In December, the Securities and Exchange Commission sent a shot across the bow of Corporate America when it issued a formal warning regarding the release of misleading pro forma numbers. “Expect enforcement action to follow in short order,” says Christian Bartholomew, a former senior trial counsel for the SEC and a partner in the Miami office of national law firm Morgan Lewis & Bockius. Bartholomew says the SEC will likely bring legal action against several companies at one time, all focused on pro forma accounting practices that allegedly hide material information about the financial health of a company from investors. The time frame: the next 3 to 10 months.

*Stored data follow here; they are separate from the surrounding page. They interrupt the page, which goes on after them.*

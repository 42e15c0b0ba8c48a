use anyhow::{Context, Result};
use fs2::FileExt;
use std::fs::OpenOptions;
use std::io::Write;
use std::path::Path;

/// Quote a value for a shell `export` line.
///
/// Single quotes pass every shell metacharacter through literally; an
/// embedded quote becomes `'\''`.
fn shell_quote(value: &str) -> String {
    if value.is_empty() {
        return "''".to_string();
    }
    let mut out = String::from("'");
    for ch in value.chars() {
        if ch == '\'' {
            out.push_str("'\\''");
        } else {
            out.push(ch);
        }
    }
    out.push('\'');
    out
}

/// Append one `export {var}={value}` line to the shared environment file.
///
/// Nested sessions fire the SessionStart hook concurrently against the same
/// file, so the append happens as a single write under an exclusive advisory
/// lock. The lock is released before returning on every path; a crashed
/// holder releases it at process exit.
pub fn append_export(path: &Path, var: &str, value: &str) -> Result<()> {
    let mut file = OpenOptions::new()
        .create(true)
        .append(true)
        .open(path)
        .with_context(|| format!("opening {}", path.display()))?;
    file.lock_exclusive()
        .with_context(|| format!("locking {}", path.display()))?;
    let line = format!("export {var}={}\n", shell_quote(value));
    let result = file.write_all(line.as_bytes());
    let _ = FileExt::unlock(&file);
    result.with_context(|| format!("writing {}", path.display()))
}
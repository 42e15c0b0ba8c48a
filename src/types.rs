use serde::Deserialize;

/// Hook payload received on stdin (snake_case JSON).
///
/// Claude Code sends many more fields (`session_id`, `cwd`,
/// `hook_event_name`, ...); only `transcript_path` is meaningful to these
/// hooks, so everything else is left untyped and ignored.
#[derive(Debug, Deserialize)]
pub struct HookInput {
    pub transcript_path: String,
}
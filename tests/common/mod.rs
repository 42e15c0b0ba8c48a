use std::fs;
use std::io::Write;
use std::path::{Path, PathBuf};
use std::process::{Command, Stdio};

/// Run the planport binary with the given subcommand args, stdin, child
/// environment, and working directory. The inherited `CLAUDE_ENV_FILE`,
/// `TRANSCRIPT_DIR`, and `HOME` are cleared first so tests only see the
/// variables they pass.
pub fn run_cli(
    args: &[&str],
    stdin_json: &str,
    envs: &[(&str, &str)],
    cwd: &Path,
) -> (i32, String, String) {
    let mut cmd = Command::new(env!("CARGO_BIN_EXE_planport"));
    cmd.args(args)
        .current_dir(cwd)
        .env_remove("CLAUDE_ENV_FILE")
        .env_remove("TRANSCRIPT_DIR")
        .env_remove("HOME")
        .stdin(Stdio::piped())
        .stdout(Stdio::piped())
        .stderr(Stdio::piped());
    for (key, value) in envs {
        cmd.env(key, value);
    }
    let mut child = cmd.spawn().expect("failed to spawn binary");

    child
        .stdin
        .as_mut()
        .unwrap()
        .write_all(stdin_json.as_bytes())
        .unwrap();

    let output = child.wait_with_output().unwrap();
    (
        output.status.code().unwrap_or(-1),
        String::from_utf8_lossy(&output.stdout).to_string(),
        String::from_utf8_lossy(&output.stderr).to_string(),
    )
}

/// Hook stdin payload pointing at `transcript_path`.
pub fn hook_input(transcript_path: &Path) -> String {
    serde_json::json!({
        "session_id": "test-session",
        "transcript_path": transcript_path,
        "cwd": "/tmp",
        "hook_event_name": "SessionEnd"
    })
    .to_string()
}

/// A fake home directory with `.claude/plans/` created, returning
/// (home, plans_dir).
pub fn home_with_plans(root: &Path) -> (PathBuf, PathBuf) {
    let home = root.join("home");
    let plans = home.join(".claude").join("plans");
    fs::create_dir_all(&plans).unwrap();
    (home, plans)
}

/// Write `{plans}/{slug}.md` and return its path.
pub fn plan_file(plans: &Path, slug: &str, contents: &str) -> PathBuf {
    let path = plans.join(format!("{slug}.md"));
    fs::write(&path, contents).unwrap();
    path
}

/// Write a one-line transcript carrying `slug`.
pub fn transcript_with_slug(dir: &Path, name: &str, slug: &str) -> PathBuf {
    let path = dir.join(name);
    fs::write(&path, format!("{{\"type\":\"user\",\"slug\":\"{slug}\"}}\n")).unwrap();
    path
}
//! # arpath
//!
//! Algorithmic regularization paths for convex clustering (CARP) and
//! convex biclustering (CBASS).
//!
//! Instead of solving the convex clustering problem to optimality at a
//! grid of regularization levels, the kernels here take a single ADMM step
//! per level while the level grows geometrically, recording every iterate
//! at which the set of fused edges changes. The recorded path is then
//! smoothed into a monotone one-fusion-per-event sequence and read off as
//! a dendrogram.
//!
//! ```no_run
//! use arpath::{
//!     interpolate_carp, run_carp, CancelToken, CarpConfig, Dendrogram, Edge, EdgeGraph,
//! };
//!
//! # fn main() -> arpath::Result<()> {
//! // Three 1-D observations on a line, complete fusion graph.
//! let x = vec![-1.0, 0.0, 1.0];
//! let graph = EdgeGraph::new(
//!     3,
//!     1,
//!     vec![Edge::new(0, 1, 1.0), Edge::new(1, 2, 1.0), Edge::new(0, 2, 1.0)],
//! )?;
//! let v_init = vec![-1.0, -1.0, -2.0]; // D · x
//!
//! let path = run_carp(&x, &graph, &x, &v_init, &CarpConfig::new(), &CancelToken::new())?;
//! let smoothed = interpolate_carp(&path)?;
//! let dendro = Dendrogram::from_path(&graph, &smoothed)?;
//! assert_eq!(dendro.n_merges(), 2);
//! # Ok(())
//! # }
//! ```

pub mod cancel;
pub mod error;
pub mod graph;
pub mod path;
pub mod solver;


pub use cancel::CancelToken;
pub use error::{Error, Result};
pub use graph::{Edge, EdgeGraph};
pub use path::{cluster_labels, Dendrogram, InterpolatedPath, Merge};
pub use path::{interpolate, interpolate_carp, interpolate_cbass};
pub use solver::{
    run_carp, run_cbass, CarpConfig, CarpPath, CbassOperators, CbassPath, MultiMergeEvent,
    Penalty, Precompute, Status, Variant,
};
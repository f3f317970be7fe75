//! Cooperative cancellation.
//!
//! The kernels poll a shared flag at a configurable cadence (and at every
//! back-tracking state transition) instead of installing any process-level
//! interrupt machinery. The caller keeps a clone of the token and sets it
//! from wherever makes sense — a signal handler, a UI thread, a timeout task.

use std::sync::atomic::{AtomicBool, Ordering};
use std::sync::Arc;

/// Clonable cancellation handle shared between a caller and a running kernel.
///
/// All clones observe the same flag. Cancellation is sticky: once set it
/// cannot be cleared, so a token is good for exactly one run.
#[derive(Debug, Clone, Default)]
pub struct CancelToken {
    flag: Arc<AtomicBool>,
}

impl CancelToken {
    /// Create a fresh, un-cancelled token.
    pub fn new() -> Self {
        Self::default()
    }

    /// Request cancellation.
    pub fn cancel(&self) {
        self.flag.store(true, Ordering::Relaxed);
    }

    /// True once [`cancel`](Self::cancel) has been called on any clone.
    pub fn is_cancelled(&self) -> bool {
        self.flag.load(Ordering::Relaxed)
    }
}

#[cfg(test)]
mod tests {
    use super::*;

    #[test]
    fn test_cancel_is_shared_and_sticky() {
        let token = CancelToken::new();
        let clone = token.clone();
        assert!(!token.is_cancelled());

        clone.cancel();
        assert!(token.is_cancelled());
        assert!(clone.is_cancelled());
    }
}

Bartholomew wouldn’t speculate about which companies are likely SEC targets, but he notes that the cases will serve as platforms to work out more detailed pro forma guidelines. “The SEC doesn’t think pro forma accounting is inherently bad or good; the commission just wants companies to be clear on why and how they use it,” he adds.
The SEC’s warning follows the accounting-related meltdown at Houston-based Enron Corp., the biggest corporate failure in history. – Marie Leone
Pull That Trigger
Stung by their indirect responsibility for such spectacular meltdowns as Enron Corp. and Pacific Gas & Electric Co., credit-rating firms are taking a closer look at how corporate credit agreements employ rating triggers. Most vocal has been Moody’s Investors Service. It warns that such triggers–particularly those setting off accelerated debt repayment, or “puts” in backup credit lines when there’s a downgrade–can rapidly push already shaky borrowers into bankruptcy. “The result is mutual assured destruction” for borrower and creditor, says Moody’s senior vice president Pamela Stumpp.
At PG&E, “rating triggers created a tangled web of cross defaults,” she notes. A downgrade allowed banks to stop funding the utility’s commercial paper, which, when unpaid, triggered defaults on floating-rate notes, unsecured senior notes, pollution-control bonds, and medium-term notes. The California Power Exchange also demanded collateral for all power trades. The utility filed for bankruptcy, turning commercial-paper holders into unsecured claim holders.
From now on, says a report written by Stumpp, “we will incorporate the serious negative consequences of those triggers in our ratings and in our research”–meaning that Moody’s will evaluate whether a company can survive a downgrade. “We are going to assume the triggers are triggered. The issuer has to have the wherewithal to repay the resulting debt obligations to survive the consequences of the trigger and meet debt-service obligations without relying on the backup line,” she explains.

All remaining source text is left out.